Hoy, aniversario del viaje a Londres en el que Washington se acercó, por primera vez, a los fundamentos básicos del Zen, es un buen día para reflexionar sobre las diversas formas en las que podemos escribir nuestra propia vida. 

La concepción tradicional del mundo se divide, fundamentalmente, en real e imaginario, siendo, como es obvio, mucho más amplio e inabarcable el segundo de ellos.
Cierto es, por otra parte, que muchas veces la realidad supera a la ficción, pero nunca logra rebasar los límites de la imaginación.
Puestas así las cosas, realistas y soñadores han protagonizado, a lo largo de los siglos, una permanente lucha en la que no es habitual dar cuartel al adversario, pero no exenta de incursiones, más o menos esporádicas (casi siempre para recuperar fuerzas), en el territorio enemigo.

Existe, sin embargo, un tercer grupo, que defiende una singular teoría, a la que podríamos bautizar como 'mundo de tiza' (algunos expertos en mundología la denominan 'mundo de pizarra').
A mí me gusta más lo de la tiza, pues este es el elemento sustancial, ya que la pizarra puede ser sustituida (y, de hecho, lo es) por otras superficies que reúnan características similares.
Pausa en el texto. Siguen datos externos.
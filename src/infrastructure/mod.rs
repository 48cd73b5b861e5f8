//! Infrastructure layer - Persistence, configuration and logging

pub mod config;
pub mod logging;
pub mod memory;
pub mod repository;

pub use config::Config;
pub use logging::init_logging;
pub use memory::InMemoryRepository;
pub use repository::{CommentRepository, FileSystemRepository};
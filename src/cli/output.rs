//! Output formatting utilities

use crate::domain::comment::Comment;
use crate::error::Result;

/// Format a list of comments as a pretty JSON array
pub fn format_comment_list(comments: &[Comment]) -> Result<String> {
    Ok(serde_json::to_string_pretty(comments)?)
}

/// Format a single comment as pretty JSON
pub fn format_comment(comment: &Comment) -> Result<String> {
    Ok(serde_json::to_string_pretty(comment)?)
}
La tiza, por el contrario, es básica.

Tal vez el motivo por el que se le concede el nombre alternativo de 'pizarra' es porque este material suele ser el que mejor representa la naturaleza del espíritu de quienes pertenecen al mencionado tercer grupo. Nos referimos a las pizarras clásicas (ya casi desterradas en el uso escolar) que servían para que profesores y alumnos escribiesen sobre ellas.
Y lo hacían, claro está, con tizas. Tizas blandas, muchas veces blancas, pero también de colores que servían no solo para expresar algo de aparente relevancia sino, sobre todo, para exponerlo ante los demás como mensaje portador de veracidad y autenticidad, a través de un medio fiable para la audiencia que lo recibía.

Pues bien, los seguidores del 'mundo de tiza', son aquellos que escriben sus opiniones, sentimientos y emociones sobre la pizarra de su alma y los exponen, cuando consideran oportuno, a un grupo concreto de seguidores, alumnos o compañeros, entre los que se incluye, a veces, el profesor o maestro de turno.
La pizarra es dura y negra (aunque frágil, condición que no está reñida con la dureza, como muy bien señaló Mohs, quien al formular su famosísima escala, definió la dureza como la oposición que ofrecen los materiales a alteraciones como la penetración, la abrasión, el rayado, la cortadura y las deformaciones permanentes).
Por otra parte, la tiza es ideal para escribir o dibujar sobre la pizarra. Y, sobre todo, tiene la extraordinaria virtud de ser facilísima de borrar. Ni siquiera es sensible a la 'prueba del algodón', ya que no deja trazas en él cuando lo utilizamos para eliminar lo escrito.

La gran ventaja de los 'ciudadanos de la tiza' es que no necesitan pertenecer al grupo de los soñadores para inmaterializar su comportamiento o sus manifestaciones. Más bien, se consideran parte del mundo real,  aunque con la flexibilidad de que cuanto enseñan escrito sobre su conciencia puede ser borrado con suma facilidad. Un simple paño (si está humedecido con unas cuantas lágrimas se hace, aún, más eficaz) basta para que lo publicado en su espíritu desaparezca con la sencillez con la que lo hacen pañuelos, naipes o palomas de las manos de Tamariz o Copperfield.

Una vez limpia la pizarra, queda lista para un nuevo uso (pueden ser ilimitados, porque no se gasta nunca). He leído que los expertos más arriba mencionados piensan que el único inconveniente lo produce el polvo que les salpica, y puede que tengan razón, pero hay quien no se preocupa por tanto polvo, considerándolo parte del trabajo. De la misma forma, es pertinente señalar que quienes esgrimen la tiza como principal herramienta de defensa ante las vicisitudes de la vida, han modificado a su conveniencia ciertos detalles del enunciado de Mohs, a los que no prestan más que una relativa atención, como la oposición a ciertas cortaduras y, desde luego, a la penetración.

"Gajes del oficio", es la frase que más se repite en los mundos de tiza, cuando alguien trata de rebatirles (sin el más mínimo éxito) su peculiar manera de entender la vida. ¿Será, realmente, así? Yo he llegado a dudarlo, pero tengo amigos que aseguran que no les falta razón.